The mouth is ventral and a little behind the front of the body. The foregut, stomach and intestine run a little below the midline of the body and the anus is at the tip of the tail.[20] Above the gut and separated from the gut by mesenchyme is the rhynchocoel, a cavity which mostly runs above the midline and ends a little short of the rear of the body. The rhynchocoel of class Anopla has an orifice a little to the front of the mouth, but still under the front of the body. In the other class, Enopla, the mouth and the front of the rhynchocoel share an orifice.[9] The rhynchocoel is a coelom, as it is lined by epithelium.[10]
The proboscis is an infolding of the body wall, and sits in the rhynchocoel when inactive.[10] When muscles in the wall of the rhynchocoel compress the fluid inside, the pressure makes the proboscis jump inside-out to along a canal called the rhynchodeum and through an orifice, the proboscis pore. The proboscis has a muscle which attaches to the back of the rhynchocoel, can stretch up to 30 times its inactive length and acts to retract the proboscis.[9]

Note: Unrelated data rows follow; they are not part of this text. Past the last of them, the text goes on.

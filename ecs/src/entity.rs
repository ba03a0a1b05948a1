use std::fmt;

/// A 64-bit entity identifier: slot index plus generation.
///
/// When an entity is despawned its slot is recycled with a bumped
/// generation, so handles to the old entity no longer compare equal and are
/// rejected by the [`World`](crate::World).
#[derive(Clone, Copy, PartialEq, Eq, Hash, PartialOrd, Ord)]
pub struct Entity {
    index: u32,
    generation: u32,
}

impl Entity {
    pub(crate) fn new(index: u32, generation: u32) -> Self {
        Self { index, generation }
    }

    /// Returns the slot index of this entity.
    pub fn index(&self) -> u32 {
        self.index
    }

    /// Returns the generation of this entity's slot at spawn time.
    pub fn generation(&self) -> u32 {
        self.generation
    }
}

impl fmt::Debug for Entity {
    fn fmt(&self, f: &mut fmt::Formatter<'_>) -> fmt::Result {
        write!(f, "Entity({}v{})", self.index, self.generation)
    }
}

impl fmt::Display for Entity {
    fn fmt(&self, f: &mut fmt::Formatter<'_>) -> fmt::Result {
        fmt::Debug::fmt(self, f)
    }
}

/// Allocates and recycles entity slots with generation tracking.
#[derive(Debug, Default)]
pub(crate) struct EntityAllocator {
    /// Current generation for each slot. Index = entity index.
    generations: Vec<u32>,
    /// Alive flag per slot.
    alive: Vec<bool>,
    /// Free list of recyclable indices (LIFO stack).
    free_list: Vec<u32>,
    count: u32,
}

impl EntityAllocator {
    pub fn new() -> Self {
        Self::default()
    }

    /// Allocates a new entity, reusing a recycled slot if available.
    pub fn allocate(&mut self) -> Entity {
        self.count += 1;

        if let Some(index) = self.free_list.pop() {
            let idx = index as usize;
            self.alive[idx] = true;
            Entity::new(index, self.generations[idx])
        } else {
            let index = self.generations.len() as u32;
            self.generations.push(0);
            self.alive.push(true);
            Entity::new(index, 0)
        }
    }

    /// Deallocates an entity. Returns false if already dead or stale.
    pub fn deallocate(&mut self, entity: Entity) -> bool {
        if !self.is_alive(entity) {
            return false;
        }

        let idx = entity.index() as usize;
        self.alive[idx] = false;
        self.generations[idx] = self.generations[idx].wrapping_add(1);
        self.free_list.push(entity.index());
        self.count -= 1;
        true
    }

    pub fn is_alive(&self, entity: Entity) -> bool {
        let idx = entity.index() as usize;
        idx < self.alive.len() && self.alive[idx] && self.generations[idx] == entity.generation()
    }

    /// Rebuild the live entity handle stored in `index`.
    pub fn entity_at(&self, index: u32) -> Option<Entity> {
        let idx = index as usize;
        if idx < self.alive.len() && self.alive[idx] {
            Some(Entity::new(index, self.generations[idx]))
        } else {
            None
        }
    }

    pub fn count(&self) -> u32 {
        self.count
    }
}

#[cfg(test)]
mod tests {
    use super::*;

    #[test]
    fn test_allocate_sequential() {
        let mut alloc = EntityAllocator::new();
        let a = alloc.allocate();
        let b = alloc.allocate();
        assert_eq!(a.index(), 0);
        assert_eq!(b.index(), 1);
        assert_eq!(alloc.count(), 2);
    }

    #[test]
    fn test_recycle_bumps_generation() {
        let mut alloc = EntityAllocator::new();
        let a = alloc.allocate();
        assert!(alloc.deallocate(a));
        assert!(!alloc.deallocate(a));

        let b = alloc.allocate();
        assert_eq!(b.index(), a.index());
        assert_eq!(b.generation(), a.generation() + 1);
        assert_ne!(a, b);
        assert!(!alloc.is_alive(a));
        assert!(alloc.is_alive(b));
    }

    #[test]
    fn test_entity_at() {
        let mut alloc = EntityAllocator::new();
        let a = alloc.allocate();
        assert_eq!(alloc.entity_at(a.index()), Some(a));
        alloc.deallocate(a);
        assert_eq!(alloc.entity_at(a.index()), None);
        assert_eq!(alloc.entity_at(99), None);
    }

    #[test]
    fn test_debug_format() {
        let e = Entity::new(3, 7);
        assert_eq!(format!("{:?}", e), "Entity(3v7)");
    }
}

The proboscis of the class Anopla exits from an orifice which is separate from the mouth,[9] coils around the prey and immobilizes it by sticky, toxic secretions.[20] The Anopla can attack as soon as the prey moves into the range of the proboscis.[21] Some Anopla have branched proboscises which can be described as "a mass of sticky spaghetti".[9] The animal then draws its prey into its mouth.[10]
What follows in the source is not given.